# Task goal
Find every line in the data that contains the word "NaiveTime". Return each of those lines.

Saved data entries
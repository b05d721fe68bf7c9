use std::fmt;

use chrono::{NaiveDate, NaiveTime};
use serde::{Deserialize, Serialize};

use crate::{ReservationId, RoomId};

/// The window a rejected request asked for, alongside the ids already holding it.
#[derive(Debug, Clone, PartialEq, Eq, Serialize, Deserialize)]
#[serde(rename_all = "camelCase")]
pub struct ReservationConflictInfo {
    pub new: ReservationWindow,
    pub conflicting_ids: Vec<ReservationId>,
}

#[derive(Debug, Clone, PartialEq, Eq, Serialize, Deserialize)]
#[serde(rename_all = "camelCase")]
pub struct ReservationWindow {
    pub room_id: RoomId,
    pub date: NaiveDate,
    pub start: NaiveTime,
    pub end: NaiveTime,
}

impl fmt::Display for ReservationWindow {
    fn fmt(&self, f: &mut fmt::Formatter<'_>) -> fmt::Result {
        write!(
            f,
            "room {} on {} {}-{}",
            self.room_id, self.date, self.start, self.end
        )
    }
}

impl fmt::Display for ReservationConflictInfo {
    fn fmt(&self, f: &mut fmt::Formatter<'_>) -> fmt::Result {
        let ids = self
            .conflicting_ids
            .iter()
            .map(|id| id.to_string())
            .collect::<Vec<_>>()
            .join(", ");
        write!(f, "{} overlaps reservation(s) {}", self.new, ids)
    }
}
impl<'a> CalendarProjector<'a> {
    pub fn new(store: &'a ReservationStore, config: CalendarConfig) -> Self {
        Self { store, config }
    }

    /// Every reservation dated within `[start, end]`, whatever its status.
    pub fn events_in_range(&self, start: NaiveDate, end: NaiveDate) -> Vec<CalendarEvent> {
        self.in_range(start, end).map(to_event).collect()
    }

    /// Events whose reservation contains every term of `query` in its subject,
    /// requester, room or event type.
    pub fn search_events(
        &self,
        start: NaiveDate,
        end: NaiveDate,
        query: &str,
    ) -> Vec<CalendarEvent> {
        self.in_range(start, end)
            .filter(|rsvp| {
                let text = [
                    rsvp.subject.as_str(),
                    rsvp.requester_name.as_str(),
                    rsvp.room_name.as_str(),
                    rsvp.event_type_name.as_str(),
                ]
                .join(" ")
                .to_lowercase();
                matches_terms(&text, query)
            })
            .map(to_event)
            .collect()
    }

    pub fn event_stats(&self, start: NaiveDate, end: NaiveDate) -> EventStats {
        self.in_range(start, end)
            .fold(EventStats::default(), |mut stats, rsvp| {
                stats.total += 1;
                match rsvp.status {
                    ReservationStatus::Approved => stats.approved += 1,
                    ReservationStatus::Pending => stats.pending += 1,
                    ReservationStatus::Rejected => stats.rejected += 1,
                    ReservationStatus::Cancelled => stats.cancelled += 1,
                }
                stats
            })
    }

    /// Slot starts on `date` not covered by a blocking reservation, ascending.
    /// Without a room, a slot is taken as soon as any room is booked.
    pub fn available_slots(&self, date: NaiveDate, room_id: Option<RoomId>) -> Vec<NaiveTime> {
        let busy: Vec<&Reservation> = self
            .store
            .reservations()
            .iter()
            .filter(|rsvp| {
                rsvp.date == date
                    && rsvp.is_blocking()
                    && room_id.map_or(true, |id| rsvp.room_id == id)
            })
            .collect();

        self.slot_grid()
            .filter(|slot| !busy.iter().any(|rsvp| rsvp.covers(*slot)))
            .collect()
    }

    /// For each slot, the run of directly following slots; emitted when long
    /// enough, always reported with exactly `required_minutes`. A zero
    /// duration yields no runs.
    pub fn find_consecutive_runs(
        &self,
        slots: &[NaiveTime],
        required_minutes: u32,
    ) -> Vec<SlotRun> {
        if required_minutes == 0 {
            return Vec::new();
        }
        let step = self.config.slot_minutes;
        slots
            .iter()
            .enumerate()
            .filter_map(|(i, &start)| {
                let mut duration = step;
                let mut end_slot = start;
                for &next in slots.iter().skip(i + 1) {
                    if next != add_minutes(end_slot, step) {
                        break;
                    }
                    duration += step;
                    end_slot = next;
                }
                (duration >= required_minutes).then(|| SlotRun {
                    start,
                    end: add_minutes(start, required_minutes),
                    duration_minutes: required_minutes,
                })
            })
            .collect()
    }

    /// Best scored free runs over the look-ahead window starting today.
    pub fn suggest_slots(
        &self,
        duration_minutes: u32,
        room_id: Option<RoomId>,
    ) -> Vec<SlotSuggestion> {
        let today = self.store.today();
        let mut suggestions: Vec<SlotSuggestion> = (0..self.config.lookahead_days)
            .filter_map(|offset| {
                today
                    .checked_add_days(Days::new(u64::from(offset)))
                    .map(|date| (offset, date))
            })
            .flat_map(|(offset, date)| {
                let slots = self.available_slots(date, room_id);
                self.find_consecutive_runs(&slots, duration_minutes)
                    .into_iter()
                    .map(move |run| SlotSuggestion {
                        date,
                        start: run.start,
                        end: run.end,
                        duration_minutes: run.duration_minutes,
                        score: slot_score(date, run.start, offset),
                    })
            })
            .collect();

        // stable: equal scores keep date then slot order
        suggestions.sort_by(|a, b| b.score.cmp(&a.score));
        suggestions.truncate(self.config.max_suggestions);
        debug!(duration_minutes, ?room_id, found = suggestions.len(), "suggested slots");
        suggestions
    }

    fn in_range(&self, start: NaiveDate, end: NaiveDate) -> impl Iterator<Item = &'a Reservation> {
        self.store
            .reservations()
            .iter()
            .filter(move |rsvp| rsvp.date >= start && rsvp.date <= end)
    }

    fn slot_grid(&self) -> impl Iterator<Item = NaiveTime> {
        let CalendarConfig {
            day_start,
            day_end,
            slot_minutes,
            ..
        } = self.config;
        iter::successors(
            (slot_minutes > 0 && day_start < day_end).then_some(day_start),
            move |&slot| {
                let next = add_minutes(slot, slot_minutes);
                // a wrap past midnight ends the grid as well
                (next > slot && next < day_end).then_some(next)
            },
        )
    }
}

# Answer to this task
use chrono::{NaiveDate, NaiveTime};
    pub start: NaiveTime,
    pub end: NaiveTime,
    pub fn available_slots(&self, date: NaiveDate, room_id: Option<RoomId>) -> Vec<NaiveTime> {
        slots: &[NaiveTime],
    fn slot_grid(&self) -> impl Iterator<Item = NaiveTime> {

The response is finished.